48,22 km in 2:10:50 (Ø 22,1 km/h)

Diese Angabe beruht auf meinem Fahrradcomputer, weil ich es geschafft habe, meine Superpulsuhr nach 30 Kilometern aus irgendeinem Grund zu stoppen und nicht wieder zu starten. Normalerweise ist mein Fahrradcomputer ein wenig knausriger, was die Kilometerzahl betrifft, deshalb gehe ich jetzt einfach mal davon aus, dass ich die 50km-Marke geknackt habe.

Das Fahren an sich war mal wieder suboptimal. Ich bin eine Runde auf der Schäl Sick bis nach Niederkassel gefahren, zunächst immer am Rhein lang, was sehr schön war. Ich habe das dann aber aufgegeben, nachdem ich zum hundersten Mal “Vorsicht!” brüllen musste, weil sich einige Spaziergänger oder Rollerblader offenbar einbilden, so ein Weg sei nur für sie da und mich zwangen, von 30km/h jedesmal runterzubremsen, und nachdem ich fast ein kleines Kind überfahren hatte, dessen Eltern nicht aufpassten und dann mir noch dafür die Schuld in die Schuhe schoben.

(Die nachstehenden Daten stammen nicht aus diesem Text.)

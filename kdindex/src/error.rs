use thiserror::Error;

#[derive(Error, Debug, Clone, Copy, PartialEq, Eq)]
pub enum Error {
    #[error("Point has {found} dimensions but the tree is keyed on {expected}")]
    DimensionMisMatch { expected: usize, found: usize },
}
//! A k-dimensional tree over `f64` coordinate vectors supporting insertion, lazy deletion,
//! exact-match lookup, axis aligned range queries and nearest neighbour queries.
//!
//! The tree is a plain single threaded structure: mutation takes `&mut self` and no locking
//! happens internally. Values are generic, store references (`KDTree<&T>`) to keep
//! ownership with the caller.

pub mod config;
pub mod distance;
pub mod error;
pub mod heap;
pub mod kdtree;
mod node;
mod query;

#[cfg(test)]
mod tests;

pub use config::KDTreeConfig;
pub use error::Error;
pub use kdtree::KDTree;
pub use node::Lookup;
use std::collections::BinaryHeap;
use std::num::NonZeroUsize;

/// A bounded min heap that maintains at most `capacity` elements.
/// When the heap is full, incoming elements replace the largest element if they are smaller.
/// The largest kept element is always the next to be evicted.
#[derive(Debug)]
pub struct BoundedMinHeap<T: Ord> {
    heap: BinaryHeap<T>,
    capacity: usize,
}

impl<T: Ord> BoundedMinHeap<T> {
    pub fn new(capacity: NonZeroUsize) -> Self {
        Self {
            heap: BinaryHeap::with_capacity(capacity.get()),
            capacity: capacity.get(),
        }
    }

    /// Insert an element into the bounded heap.
    /// If the heap is at capacity and the new element is smaller than the largest,
    /// the largest element is removed and the new element is added.
    /// Returns whether the element was kept.
    pub fn push(&mut self, item: T) -> bool {
        if self.heap.len() < self.capacity {
            self.heap.push(item);
            return true;
        }
        match self.heap.peek_mut() {
            Some(mut largest) if item < *largest => {
                *largest = item;
                true
            }
            _ => false,
        }
    }

    pub fn len(&self) -> usize {
        self.heap.len()
    }

    pub fn is_empty(&self) -> bool {
        self.heap.is_empty()
    }

    pub fn is_full(&self) -> bool {
        self.heap.len() >= self.capacity
    }

    /// The current worst (largest) element
    pub fn peek(&self) -> Option<&T> {
        self.heap.peek()
    }

    pub fn pop(&mut self) -> Option<T> {
        self.heap.pop()
    }

    /// Convert the bounded heap into a Vec, consuming the heap.
    /// Elements are returned in ascending order (smallest first).
    pub fn into_sorted_vec(self) -> Vec<T> {
        self.heap.into_sorted_vec()
    }

    /// Get an iterator over the heap elements (unordered)
    pub fn iter(&self) -> impl Iterator<Item = &T> {
        self.heap.iter()
    }
}

#[cfg(test)]
mod tests {
    use super::*;
    use pretty_assertions::assert_eq;

    #[test]
    fn keeps_the_smallest_elements() {
        let mut heap = BoundedMinHeap::new(NonZeroUsize::new(3).unwrap());
        for value in [9, 4, 7, 1, 8, 3] {
            heap.push(value);
        }
        assert_eq!(heap.len(), 3);
        assert_eq!(heap.peek(), Some(&4));
        assert_eq!(heap.into_sorted_vec(), vec![1, 3, 4]);
    }

    #[test]
    fn equal_to_worst_is_not_kept() {
        let mut heap = BoundedMinHeap::new(NonZeroUsize::new(2).unwrap());
        assert!(heap.push(5));
        assert!(heap.push(2));
        assert!(heap.is_full());
        assert!(!heap.push(5));
        assert!(heap.push(4));
        assert_eq!(heap.iter().copied().max(), Some(4));
        assert_eq!(heap.pop(), Some(4));
        assert_eq!(heap.pop(), Some(2));
        assert!(heap.is_empty());
    }
}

Auf dem Rückweg wäre ich dann fast am Flughafen rausgekommen, weil ich in meiner angeborenen Orientierungslosigkeit nicht auf dem Schirm hatte, dass der Rhein eine Fragezeichenform an dieser Stelle hat und man nicht einfach immer geradeaus zurückfahren sollte. Aber meine Superpulsuhr, die ja mit GPS ausgerüstet ist, hat mir geholfen, wieder auf den rechten Weg zu finden.

Das Wetter war sonnig, bewölkt, regnerisch, eiskalt, regnerisch, sonnig. War also alles dabei, außer Schnee vielleicht. Meine Zehen habe ich mal wieder nicht gespürt und es gab auf dem flachen Land extrem windige Passagen, die mich mal wieder fast vom Rad gefegt hätten.

Summa summarum war es also ein beschissener Ausritt und ich nehme mir fest vor, das nächste Mal erst wieder rauszufahren, wenn es mindestens 15°C im Schatten hat und die Sonne zuverlässig und ohne Unterbrechung scheint. (Und dann suche ich mir auch einen Weg, auf dem nicht so viele Familienausflügler unterwegs sind.)